#### [Task brief]
From the line with "for item in" to the line with "rule item() -> Item", retype every line exactly, including those two, and leave out the rest of the data below.

#### [Records drawn from a dataset]
━━━━━━

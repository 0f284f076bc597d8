use crate::error::AnalysisError;
use crate::lexer::Token;
use crate::ssa::{BinOp, UnOp};
use peg::parser;

/// Name-based abstract syntax of one SSA module, as written in the input
/// file. Register, block, and function references are still strings here;
/// `ssa::resolve_module` turns them into dense indices.
#[derive(Debug, Default, PartialEq)]
pub struct Module {
    pub entries: Vec<String>,
    pub globals: Vec<String>,
    pub functions: Vec<RawFunction>,
    pub points_to: Vec<RawPointsTo>,
    pub call_graph: Vec<RawCallEdge>,
}

#[derive(Debug, PartialEq)]
pub struct RawFunction {
    pub name: String,
    pub params: Vec<String>,
    pub blocks: Vec<RawBlock>,
    pub line: usize,
}

#[derive(Debug, PartialEq)]
pub struct RawBlock {
    pub label: String,
    pub instrs: Vec<RawInstr>,
    pub term: RawTerm,
    pub term_line: usize,
}

#[derive(Debug, PartialEq)]
pub struct RawInstr {
    pub result: Option<String>,
    pub kind: RawInstrKind,
    pub line: usize,
}

#[derive(Debug, PartialEq)]
pub enum RawInstrKind {
    Const(RawLit),
    Global(String),
    FieldAddr { base: String, field: String },
    BinOp { op: BinOp, lhs: String, rhs: String },
    UnOp { op: UnOp, operand: String },
    ChangeType(String),
    Phi(Vec<(String, String)>),
    Call { callee: RawCallee, args: Vec<String> },
    Store { addr: String, value: String },
}

#[derive(Debug, PartialEq)]
pub enum RawLit {
    Bool(bool),
    Int(i128),
    Float(f64),
    Str(String),
    Nil,
}

#[derive(Debug, PartialEq)]
pub enum RawCallee {
    Named(String),
    Register(String),
}

#[derive(Debug, PartialEq)]
pub enum RawTerm {
    Ret(Option<String>),
    Br(String),
    CondBr {
        cond: String,
        then_label: String,
        else_label: String,
    },
}

#[derive(Debug, PartialEq)]
pub struct RawPointsTo {
    pub function: String,
    pub value: String,
    pub labels: Vec<(String, bool)>,
    pub line: usize,
}

#[derive(Debug, PartialEq)]
pub struct RawCallEdge {
    pub function: String,
    pub value: String,
    pub targets: Vec<String>,
    pub line: usize,
}

enum Item {
    Entry(String),
    Global(String),
    Function(RawFunction),
    PointsTo(Vec<RawPointsTo>),
    CallGraph(Vec<RawCallEdge>),
}

parser!(
    pub grammar module_grammar<'a>(lines: &'a [usize]) for [Token<'a>] {
        use crate::lexer::Token::*;

        pub rule module() -> Module
            = items:item()* {
                let mut module = Module::default();

                for item in items {
                    match item {
                        Item::Entry(name) => module.entries.push(name),
                        Item::Global(name) => module.globals.push(name),
                        Item::Function(function) => module.functions.push(function),
                        Item::PointsTo(entries) => module.points_to.extend(entries),
                        Item::CallGraph(entries) => module.call_graph.extend(entries),
                    }
                }

                module
            }

        rule item() -> Item
            = [Entry] name:identifier() { Item::Entry(name.to_string()) }
            / [Global] name:identifier() { Item::Global(name.to_string()) }
            / function:function() { Item::Function(function) }
            / entries:points_to_section() { Item::PointsTo(entries) }
            / entries:call_graph_section() { Item::CallGraph(entries) }

        rule function() -> RawFunction
            = p:position!() [Fn] name:identifier() [LeftParenthesis] params:(register() ** [Comma]) [RightParenthesis] blocks:body()? {
                RawFunction {
                    name: name.to_string(),
                    params: params.into_iter().map(str::to_string).collect(),
                    blocks: blocks.unwrap_or_default(),
                    line: lines[p],
                }
            }

        rule body() -> Vec<RawBlock>
            = [LeftBrace] blocks:block()* [RightBrace] { blocks }

        rule block() -> RawBlock
            = label:identifier() [Colon] instrs:instruction()* term:terminator() {
                RawBlock {
                    label: label.to_string(),
                    instrs,
                    term: term.0,
                    term_line: term.1,
                }
            }

        rule instruction() -> RawInstr
            = p:position!() [Store] addr:register() value:register() {
                RawInstr {
                    result: None,
                    kind: RawInstrKind::Store { addr: addr.to_string(), value: value.to_string() },
                    line: lines[p],
                }
            }
            / p:position!() [Register(result)] [Assign] kind:right_hand_side() {
                RawInstr {
                    result: Some(result.to_string()),
                    kind,
                    line: lines[p],
                }
            }

        rule right_hand_side() -> RawInstrKind
            = [Const] literal:literal() { RawInstrKind::Const(literal) }
            / [Global] name:identifier() { RawInstrKind::Global(name.to_string()) }
            / [FieldAddr] base:register() field:identifier() {
                RawInstrKind::FieldAddr { base: base.to_string(), field: field.to_string() }
            }
            / [ChangeType] operand:register() { RawInstrKind::ChangeType(operand.to_string()) }
            / [Phi] [LeftSquareBracket] edges:(phi_edge() ** [Comma]) [RightSquareBracket] {
                RawInstrKind::Phi(edges)
            }
            / [Call] callee:callee() [LeftParenthesis] args:(register() ** [Comma]) [RightParenthesis] {
                RawInstrKind::Call { callee, args: args.into_iter().map(str::to_string).collect() }
            }
            / lhs:register() op:binary_operator() rhs:register() {
                RawInstrKind::BinOp { op, lhs: lhs.to_string(), rhs: rhs.to_string() }
            }
            / [Minus] operand:register() { RawInstrKind::UnOp { op: UnOp::Neg, operand: operand.to_string() } }
            / [Bang] operand:register() { RawInstrKind::UnOp { op: UnOp::Not, operand: operand.to_string() } }
            / [Star] operand:register() { RawInstrKind::UnOp { op: UnOp::Deref, operand: operand.to_string() } }

        rule terminator() -> (RawTerm, usize)
            = p:position!() [Ret] value:register()? { (RawTerm::Ret(value.map(str::to_string)), lines[p]) }
            / p:position!() [Br] cond:register() then_label:identifier() else_label:identifier() {
                (
                    RawTerm::CondBr {
                        cond: cond.to_string(),
                        then_label: then_label.to_string(),
                        else_label: else_label.to_string(),
                    },
                    lines[p],
                )
            }
            / p:position!() [Br] target:identifier() { (RawTerm::Br(target.to_string()), lines[p]) }

        rule literal() -> RawLit
            = [Integer(value)] { RawLit::Int(value) }
            / [Float(value)] { RawLit::Float(value) }
            / [True] { RawLit::Bool(true) }
            / [False] { RawLit::Bool(false) }
            / [Nil] { RawLit::Nil }
            / [Str(value)] { RawLit::Str(value.to_string()) }

        rule binary_operator() -> BinOp
            = [Plus] { BinOp::Add }
            / [Minus] { BinOp::Sub }
            / [Star] { BinOp::Mul }
            / [Slash] { BinOp::Div }
            / [Rem] { BinOp::Rem }
            / [Ampersand] { BinOp::And }
            / [Pipe] { BinOp::Or }
            / [Caret] { BinOp::Xor }
            / [ShiftLeft] { BinOp::Shl }
            / [ShiftRight] { BinOp::Shr }
            / [EqualEqual] { BinOp::Eq }
            / [NotEqual] { BinOp::Ne }
            / [LessEqual] { BinOp::Le }
            / [Less] { BinOp::Lt }
            / [GreaterEqual] { BinOp::Ge }
            / [Greater] { BinOp::Gt }

        rule phi_edge() -> (String, String)
            = block:identifier() [Colon] value:register() { (block.to_string(), value.to_string()) }

        rule callee() -> RawCallee
            = name:identifier() { RawCallee::Named(name.to_string()) }
            / value:register() { RawCallee::Register(value.to_string()) }

        rule points_to_section() -> Vec<RawPointsTo>
            = [PointsTo] [LeftBrace] entries:points_to_entry()* [RightBrace] { entries }

        rule points_to_entry() -> RawPointsTo
            = p:position!() function:identifier() value:register() [Colon] labels:(points_to_label() ** [Comma]) {
                RawPointsTo {
                    function: function.to_string(),
                    value: value.to_string(),
                    labels,
                    line: lines[p],
                }
            }

        rule points_to_label() -> (String, bool)
            = label:identifier() unique:([Unique])? { (label.to_string(), unique.is_some()) }

        rule call_graph_section() -> Vec<RawCallEdge>
            = [CallGraph] [LeftBrace] entries:call_graph_entry()* [RightBrace] { entries }

        rule call_graph_entry() -> RawCallEdge
            = p:position!() function:identifier() value:register() [Colon] targets:(identifier() ** [Comma]) {
                RawCallEdge {
                    function: function.to_string(),
                    value: value.to_string(),
                    targets: targets.into_iter().map(str::to_string).collect(),
                    line: lines[p],
                }
            }

        rule register() -> &'a str
            = [Register(name)] { name }

        rule identifier() -> &'a str
            = [Identifier(name)] { name }
    }
);

pub fn parse_module<'a>(
    tokens: &'a [Token<'a>],
    lines: &'a [usize],
) -> Result<Module, AnalysisError> {
    module_grammar::module(tokens, lines).map_err(AnalysisError::from)
}

#[cfg(test)]
mod tests {
    use super::*;
    use crate::lexer::tokenize_module;
    use std::fs::read_to_string;

    #[test]
    fn succeed_when_parsing_valid_module() -> Result<(), AnalysisError> {
        // arrange
        let input = read_to_string("test/valid_module.ssa")?;
        let (tokens, lines) = tokenize_module(&input)?;

        // act
        let module = parse_module(&tokens, &lines)?;

        // assert
        assert_eq!(module.entries, vec!["main".to_string()]);
        assert_eq!(module.globals, vec!["a".to_string(), "b".to_string()]);
        assert_eq!(module.functions.len(), 1);
        assert_eq!(module.functions[0].name, "main");
        assert_eq!(module.functions[0].blocks.len(), 1);
        assert_eq!(module.functions[0].blocks[0].instrs.len(), 6);

        Ok(())
    }

    #[test]
    fn succeed_when_parsing_sections() -> Result<(), AnalysisError> {
        // arrange
        let input = "fn f(%p) pointsto { f %p: sync.Mutex.mu, g unique } callgraph { }";
        let (tokens, lines) = tokenize_module(input)?;

        // act
        let module = parse_module(&tokens, &lines)?;

        // assert
        assert_eq!(module.points_to.len(), 1);
        assert_eq!(
            module.points_to[0].labels,
            vec![
                ("sync.Mutex.mu".to_string(), false),
                ("g".to_string(), true)
            ]
        );
        assert!(module.call_graph.is_empty());

        Ok(())
    }

    #[test]
    fn fail_when_parsing_invalid_tokens() -> Result<(), AnalysisError> {
        // arrange
        let input = "fn f %p";
        let (tokens, lines) = tokenize_module(input)?;

        // act
        let error = parse_module(&tokens, &lines).unwrap_err();

        // assert
        assert!(match error {
            AnalysisError::ParserError(inner) => {
                assert_eq!(inner.location, 2);

                true
            }
            _ => false,
        });

        Ok(())
    }
}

━━━━━━

#### [Answer below]
                for item in items {
                    match item {
                        Item::Entry(name) => module.entries.push(name),
                        Item::Global(name) => module.globals.push(name),
                        Item::Function(function) => module.functions.push(function),
                        Item::PointsTo(entries) => module.points_to.extend(entries),
                        Item::CallGraph(entries) => module.call_graph.extend(entries),
                    }
                }

                module
            }

        rule item() -> Item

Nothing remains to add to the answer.